### Problem statement:
Look through the data below and extract, unchanged, the lines from the one that contains "arguments or configuration" to the one that contains "async fn main()", both included.

-- -- --

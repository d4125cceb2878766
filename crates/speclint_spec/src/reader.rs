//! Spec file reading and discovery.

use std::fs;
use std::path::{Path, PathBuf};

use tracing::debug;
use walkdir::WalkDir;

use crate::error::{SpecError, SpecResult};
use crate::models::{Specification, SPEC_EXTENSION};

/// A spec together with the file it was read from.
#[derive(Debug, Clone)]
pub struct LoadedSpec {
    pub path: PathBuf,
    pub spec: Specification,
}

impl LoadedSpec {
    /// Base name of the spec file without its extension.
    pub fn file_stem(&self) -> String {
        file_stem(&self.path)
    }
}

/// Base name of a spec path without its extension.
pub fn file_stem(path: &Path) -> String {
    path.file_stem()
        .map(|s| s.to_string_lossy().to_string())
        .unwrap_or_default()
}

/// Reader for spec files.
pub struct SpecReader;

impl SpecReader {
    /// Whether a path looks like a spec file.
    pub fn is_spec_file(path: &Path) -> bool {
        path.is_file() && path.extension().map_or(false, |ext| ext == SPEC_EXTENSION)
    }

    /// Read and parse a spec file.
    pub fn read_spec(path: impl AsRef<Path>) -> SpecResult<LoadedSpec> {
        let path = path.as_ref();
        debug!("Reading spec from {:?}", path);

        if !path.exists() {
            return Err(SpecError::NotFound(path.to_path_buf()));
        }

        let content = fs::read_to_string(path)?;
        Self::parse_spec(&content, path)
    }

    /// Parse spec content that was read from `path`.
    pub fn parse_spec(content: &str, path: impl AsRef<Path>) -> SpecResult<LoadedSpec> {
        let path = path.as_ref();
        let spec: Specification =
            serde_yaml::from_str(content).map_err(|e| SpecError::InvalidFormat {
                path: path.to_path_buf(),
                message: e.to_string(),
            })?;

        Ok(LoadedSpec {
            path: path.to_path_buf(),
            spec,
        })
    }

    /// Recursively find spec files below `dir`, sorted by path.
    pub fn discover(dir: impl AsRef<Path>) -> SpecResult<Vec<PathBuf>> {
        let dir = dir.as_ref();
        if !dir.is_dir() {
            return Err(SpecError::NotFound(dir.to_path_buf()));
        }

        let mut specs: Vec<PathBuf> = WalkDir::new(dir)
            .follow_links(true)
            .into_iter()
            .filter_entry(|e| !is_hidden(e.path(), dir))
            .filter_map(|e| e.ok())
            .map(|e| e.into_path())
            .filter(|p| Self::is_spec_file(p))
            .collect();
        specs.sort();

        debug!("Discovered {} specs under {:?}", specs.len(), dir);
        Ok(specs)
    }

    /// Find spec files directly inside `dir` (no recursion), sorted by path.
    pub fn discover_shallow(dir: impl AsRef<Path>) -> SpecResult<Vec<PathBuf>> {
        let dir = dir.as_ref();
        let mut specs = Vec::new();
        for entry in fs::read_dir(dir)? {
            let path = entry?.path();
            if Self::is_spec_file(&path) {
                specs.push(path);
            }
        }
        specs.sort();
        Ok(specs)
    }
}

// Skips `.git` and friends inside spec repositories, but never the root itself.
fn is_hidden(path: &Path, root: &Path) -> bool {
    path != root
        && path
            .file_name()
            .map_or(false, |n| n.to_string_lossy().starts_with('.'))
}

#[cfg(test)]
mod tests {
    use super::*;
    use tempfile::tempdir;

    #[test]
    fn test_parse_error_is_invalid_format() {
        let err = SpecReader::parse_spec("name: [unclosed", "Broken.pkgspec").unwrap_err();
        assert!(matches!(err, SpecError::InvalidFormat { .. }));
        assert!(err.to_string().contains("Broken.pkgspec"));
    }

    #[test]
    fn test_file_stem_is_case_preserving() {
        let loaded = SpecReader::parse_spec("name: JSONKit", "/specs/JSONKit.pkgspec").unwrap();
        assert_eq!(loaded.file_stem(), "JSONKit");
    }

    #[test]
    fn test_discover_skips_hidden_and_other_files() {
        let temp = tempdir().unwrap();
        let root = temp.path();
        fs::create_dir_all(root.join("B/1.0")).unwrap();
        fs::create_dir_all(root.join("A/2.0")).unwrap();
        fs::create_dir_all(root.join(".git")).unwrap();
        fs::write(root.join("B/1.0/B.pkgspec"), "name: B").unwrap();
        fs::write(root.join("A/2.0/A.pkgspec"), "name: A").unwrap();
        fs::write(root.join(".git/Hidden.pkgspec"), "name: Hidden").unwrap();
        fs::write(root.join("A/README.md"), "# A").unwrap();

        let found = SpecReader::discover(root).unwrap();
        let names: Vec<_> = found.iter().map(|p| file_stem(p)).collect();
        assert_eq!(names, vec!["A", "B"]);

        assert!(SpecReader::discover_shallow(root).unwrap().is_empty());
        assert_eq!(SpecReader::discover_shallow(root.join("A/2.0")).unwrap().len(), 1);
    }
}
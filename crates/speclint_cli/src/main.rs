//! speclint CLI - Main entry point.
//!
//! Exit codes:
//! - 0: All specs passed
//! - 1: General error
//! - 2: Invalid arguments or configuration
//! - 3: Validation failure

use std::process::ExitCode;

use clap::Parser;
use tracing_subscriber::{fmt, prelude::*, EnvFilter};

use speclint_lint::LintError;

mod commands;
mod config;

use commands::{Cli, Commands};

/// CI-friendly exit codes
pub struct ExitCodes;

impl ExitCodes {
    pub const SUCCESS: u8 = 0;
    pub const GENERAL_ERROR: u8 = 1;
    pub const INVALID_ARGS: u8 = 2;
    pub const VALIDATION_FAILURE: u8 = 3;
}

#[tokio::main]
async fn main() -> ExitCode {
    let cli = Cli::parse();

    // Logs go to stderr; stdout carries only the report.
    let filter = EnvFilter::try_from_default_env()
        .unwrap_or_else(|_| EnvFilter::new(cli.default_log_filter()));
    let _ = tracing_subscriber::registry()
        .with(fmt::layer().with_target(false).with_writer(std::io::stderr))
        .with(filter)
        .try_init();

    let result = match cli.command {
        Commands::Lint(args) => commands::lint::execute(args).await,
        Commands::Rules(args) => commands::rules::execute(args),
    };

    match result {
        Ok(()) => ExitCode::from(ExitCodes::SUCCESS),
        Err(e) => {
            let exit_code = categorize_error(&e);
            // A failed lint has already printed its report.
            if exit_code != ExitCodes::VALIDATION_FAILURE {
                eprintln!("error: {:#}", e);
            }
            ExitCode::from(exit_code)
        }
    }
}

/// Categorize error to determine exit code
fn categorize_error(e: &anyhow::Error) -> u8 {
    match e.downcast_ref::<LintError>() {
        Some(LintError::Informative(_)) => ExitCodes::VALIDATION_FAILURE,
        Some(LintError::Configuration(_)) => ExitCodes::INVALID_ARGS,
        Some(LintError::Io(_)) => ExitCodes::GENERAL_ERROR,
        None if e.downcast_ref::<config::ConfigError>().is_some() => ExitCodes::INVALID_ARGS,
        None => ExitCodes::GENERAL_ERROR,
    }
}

-- -- --

### Solution for this task:
//! - 2: Invalid arguments or configuration
//! - 3: Validation failure

use std::process::ExitCode;

use clap::Parser;
use tracing_subscriber::{fmt, prelude::*, EnvFilter};

use speclint_lint::LintError;

mod commands;
mod config;

use commands::{Cli, Commands};

/// CI-friendly exit codes
pub struct ExitCodes;

impl ExitCodes {
    pub const SUCCESS: u8 = 0;
    pub const GENERAL_ERROR: u8 = 1;
    pub const INVALID_ARGS: u8 = 2;
    pub const VALIDATION_FAILURE: u8 = 3;
}

#[tokio::main]
async fn main() -> ExitCode {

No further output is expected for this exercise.